Larger companies are likely to provide more extensive employee training
programmes than smaller firms, as well as offering training on a more formal
basis.
Debra Cohen, co-author of the study and director of research, said:
"Companies can learn a lot about their HR strategies by looking at the
practices of organisations of differing sizes and stages of development.
"Established organisations, for example, don’t appear to be as good at
listening to employee opinions as start-ups.
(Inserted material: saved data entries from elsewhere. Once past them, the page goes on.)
//! Entity state model: the canonical per-entity-type store state.
//!
//! The state tree for one entity type has two halves:
//!
//! - [`EntityState`]: the single currently-focused entity ("selected
//!   entity"), with its status, busy flag, and last error.
//! - [`EntityCollectionState`]: the loaded collection: an ordered list of
//!   [`EntityState`] rows plus the total count, the last-used filter, and
//!   aggregate status/busy/error.
//!
//! Both halves live in [`EntityStoreState`], which is what the runtime
//! publishes to observers after every reduction. All types are owned data;
//! observers receive clones, so no snapshot ever aliases live state.

use crate::client::{ApiFilter, CrudError};
use std::fmt;

/// A record type managed by an entity store.
///
/// This is the Rust-native form of a "configurable key property": instead of
/// naming a field, the entity type declares its key type and how to read it.
/// A key of `None` models an entity that has not been persisted yet (for
/// example, a create payload before the server assigned an id).
///
/// # Examples
///
/// ```
/// use entity_store_core::entity::Entity;
///
/// #[derive(Clone, Debug, PartialEq)]
/// struct Order {
///     id: Option<u64>,
///     label: String,
/// }
///
/// impl Entity for Order {
///     type Key = u64;
///
///     fn key(&self) -> Option<u64> {
///         self.id
///     }
/// }
/// ```
pub trait Entity: Clone + fmt::Debug + Send + Sync + 'static {
    /// The identity key used to match entities across the selected-entity
    /// view and the collection. Displayed when building keyed URLs.
    type Key: Clone + PartialEq + fmt::Debug + fmt::Display + Send + Sync + 'static;

    /// The entity's key, or `None` if it has not been assigned one yet.
    fn key(&self) -> Option<Self::Key>;
}

/// Lifecycle status of a tracked entity or collection.
///
/// `Error` is not terminal: dispatching another command transitions back
/// into the matching busy status and clears the stored error.
#[derive(Clone, Copy, Debug, Default, PartialEq, Eq, Hash)]
pub enum EntityStatus {
    /// Nothing has been requested yet.
    #[default]
    Initial,
    /// A load is in flight past the busy-indication delay.
    Loading,
    /// The last load completed.
    Loaded,
    /// A save is in flight past the busy-indication delay.
    Saving,
    /// The last save completed.
    Saved,
    /// A delete is in flight past the busy-indication delay.
    Deleting,
    /// The last delete completed.
    Deleted,
    /// The last call failed.
    Error,
}

impl EntityStatus {
    /// Lowercase status label, suitable for UI binding.
    #[must_use]
    pub const fn as_str(self) -> &'static str {
        match self {
            Self::Initial => "initial",
            Self::Loading => "loading",
            Self::Loaded => "loaded",
            Self::Saving => "saving",
            Self::Saved => "saved",
            Self::Deleting => "deleting",
            Self::Deleted => "deleted",
            Self::Error => "error",
        }
    }
}

impl fmt::Display for EntityStatus {
    fn fmt(&self, f: &mut fmt::Formatter<'_>) -> fmt::Result {
        f.write_str(self.as_str())
    }
}

/// One tracked entity instance plus its status tag, busy flag, and error.
///
/// Replaced wholesale on every status transition.
#[derive(Clone, Debug, PartialEq)]
pub struct EntityState<T: Entity> {
    /// The tracked entity, if one is present.
    pub entity: Option<T>,
    /// Current lifecycle status.
    pub status: EntityStatus,
    /// Whether a busy indication is currently surfaced for this entity.
    pub is_busy: bool,
    /// The last transport error, cleared on the next command dispatch.
    pub error: Option<CrudError>,
}

impl<T: Entity> EntityState<T> {
    /// The pristine state: no entity, status `initial`, not busy, no error.
    #[must_use]
    pub const fn initial() -> Self {
        Self {
            entity: None,
            status: EntityStatus::Initial,
            is_busy: false,
            error: None,
        }
    }

    /// A settled state holding `entity` with the given completion status.
    #[must_use]
    pub const fn settled(entity: T, status: EntityStatus) -> Self {
        Self {
            entity: Some(entity),
            status,
            is_busy: false,
            error: None,
        }
    }

    /// The tracked entity's key, if an entity is present and has one.
    #[must_use]
    pub fn key(&self) -> Option<T::Key> {
        self.entity.as_ref().and_then(Entity::key)
    }
}

impl<T: Entity> Default for EntityState<T> {
    fn default() -> Self {
        Self::initial()
    }
}

/// The loaded collection for one entity type.
///
/// Rows are [`EntityState`] values so that per-row busy/status/error can be
/// tracked when a selected entity that also appears in the collection
/// transitions. Invariant: no two rows share a key.
#[derive(Clone, Debug, PartialEq)]
pub struct EntityCollectionState<T: Entity> {
    /// Ordered entity rows, as returned by the last load.
    pub entity_states: Vec<EntityState<T>>,
    /// Total number of entities on the server for the last filter (may
    /// exceed `entity_states.len()` when the server pages).
    pub total_entities: u64,
    /// The filter used by the most recent `get_all` dispatch. Set
    /// immediately on dispatch, before any response arrives.
    pub api_filter: Option<ApiFilter>,
    /// Aggregate lifecycle status of the collection.
    pub status: EntityStatus,
    /// Whether a busy indication is currently surfaced for the collection.
    pub is_busy: bool,
    /// The last transport error, cleared on the next `get_all` dispatch.
    pub error: Option<CrudError>,
}

impl<T: Entity> EntityCollectionState<T> {
    /// The pristine collection: empty, status `initial`, not busy, no error.
    #[must_use]
    pub const fn initial() -> Self {
        Self {
            entity_states: Vec::new(),
            total_entities: 0,
            api_filter: None,
            status: EntityStatus::Initial,
            is_busy: false,
            error: None,
        }
    }

    /// The bare entities of every row, in collection order.
    #[must_use]
    pub fn entities(&self) -> Vec<T> {
        self.entity_states
            .iter()
            .filter_map(|row| row.entity.clone())
            .collect()
    }

    /// Number of rows currently loaded.
    #[must_use]
    pub fn len(&self) -> usize {
        self.entity_states.len()
    }

    /// Whether no rows are loaded.
    #[must_use]
    pub fn is_empty(&self) -> bool {
        self.entity_states.is_empty()
    }

    /// The row holding the entity with the given key, if any.
    #[must_use]
    pub fn entity_state(&self, key: &T::Key) -> Option<&EntityState<T>> {
        self.entity_states
            .iter()
            .find(|row| row.key().as_ref() == Some(key))
    }

    /// Mutable access to the row holding the entity with the given key.
    pub fn entity_state_mut(&mut self, key: &T::Key) -> Option<&mut EntityState<T>> {
        self.entity_states
            .iter_mut()
            .find(|row| row.key().as_ref() == Some(key))
    }

    /// Replace the row whose key matches `updated`'s entity, keeping the
    /// collection consistent with a selected-entity transition.
    ///
    /// No-op when `updated` carries no keyed entity or no row matches; rows
    /// are never inserted here, so key uniqueness is preserved.
    pub fn update_entity_state(&mut self, updated: &EntityState<T>) {
        let Some(key) = updated.key() else {
            return;
        };

        if let Some(row) = self.entity_state_mut(&key) {
            *row = updated.clone();
        }
    }

    /// Remove the row with the given key. Returns whether a row was removed.
    pub fn remove_by_key(&mut self, key: &T::Key) -> bool {
        let before = self.entity_states.len();
        self.entity_states.retain(|row| row.key().as_ref() != Some(key));
        self.entity_states.len() != before
    }
}

impl<T: Entity> Default for EntityCollectionState<T> {
    fn default() -> Self {
        Self::initial()
    }
}

/// The top-level per-entity-type state: selected entity plus collection.
///
/// Initialized to the all-`initial` state at store construction and lives
/// for the application session.
#[derive(Clone, Debug, PartialEq)]
pub struct EntityStoreState<T: Entity> {
    /// The single currently-focused entity.
    pub selected_entity: EntityState<T>,
    /// The loaded collection.
    pub collection: EntityCollectionState<T>,
}

impl<T: Entity> EntityStoreState<T> {
    /// The pristine store state.
    #[must_use]
    pub const fn initial() -> Self {
        Self {
            selected_entity: EntityState::initial(),
            collection: EntityCollectionState::initial(),
        }
    }
}

impl<T: Entity> Default for EntityStoreState<T> {
    fn default() -> Self {
        Self::initial()
    }
}

#[cfg(test)]
mod tests {
    use super::*;

    #[derive(Clone, Debug, PartialEq)]
    struct Widget {
        id: Option<u32>,
        label: String,
    }

    impl Entity for Widget {
        type Key = u32;

        fn key(&self) -> Option<u32> {
            self.id
        }
    }

    fn widget(id: u32, label: &str) -> Widget {
        Widget {
            id: Some(id),
            label: label.to_string(),
        }
    }

    #[test]
    fn status_labels_are_lowercase() {
        assert_eq!(EntityStatus::Initial.to_string(), "initial");
        assert_eq!(EntityStatus::Loading.to_string(), "loading");
        assert_eq!(EntityStatus::Deleted.to_string(), "deleted");
        assert_eq!(EntityStatus::Error.to_string(), "error");
    }

    #[test]
    fn initial_state_is_empty_and_not_busy() {
        let state = EntityStoreState::<Widget>::initial();
        assert_eq!(state.selected_entity.status, EntityStatus::Initial);
        assert!(!state.selected_entity.is_busy);
        assert!(state.selected_entity.entity.is_none());
        assert!(state.collection.is_empty());
        assert_eq!(state.collection.total_entities, 0);
        assert!(state.collection.api_filter.is_none());
    }

    #[test]
    fn update_entity_state_replaces_matching_row() {
        let mut collection = EntityCollectionState::initial();
        collection.entity_states = vec![
            EntityState::settled(widget(1, "a"), EntityStatus::Loaded),
            EntityState::settled(widget(2, "b"), EntityStatus::Loaded),
        ];

        let updated = EntityState::settled(widget(2, "b2"), EntityStatus::Saved);
        collection.update_entity_state(&updated);

        assert_eq!(collection.len(), 2);
        let row = collection.entity_state(&2).unwrap();
        assert_eq!(row.status, EntityStatus::Saved);
        assert_eq!(row.entity.as_ref().unwrap().label, "b2");
    }

    #[test]
    fn update_entity_state_never_inserts() {
        let mut collection = EntityCollectionState::initial();
        collection.entity_states = vec![EntityState::settled(widget(1, "a"), EntityStatus::Loaded)];

        let unknown = EntityState::settled(widget(9, "x"), EntityStatus::Saved);
        collection.update_entity_state(&unknown);

        assert_eq!(collection.len(), 1);
        assert!(collection.entity_state(&9).is_none());
    }

    #[test]
    fn remove_by_key_drops_only_the_matching_row() {
        let mut collection = EntityCollectionState::initial();
        collection.entity_states = vec![
            EntityState::settled(widget(1, "a"), EntityStatus::Loaded),
            EntityState::settled(widget(2, "b"), EntityStatus::Loaded),
        ];

        assert!(collection.remove_by_key(&1));
        assert_eq!(collection.len(), 1);
        assert!(collection.entity_state(&1).is_none());
        assert!(!collection.remove_by_key(&1));
    }

    #[test]
    fn entity_state_key_reads_through_entity() {
        let state = EntityState::settled(widget(7, "a"), EntityStatus::Loaded);
        assert_eq!(state.key(), Some(7));
        assert_eq!(EntityState::<Widget>::initial().key(), None);
    }
}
On the other hand, employees may
have a greater chance to be promoted or move into a new position at a mature
company than within a young organisation."
The research also finds staff are more secure at larger companies, with 33
per cent of large firm respondents saying it is difficult to dismiss an
employee, compared with 17 per cent from small firms.
Half of large companies provide comprehensive severance packages to laid-off
staff, while only a third of small firms do the same.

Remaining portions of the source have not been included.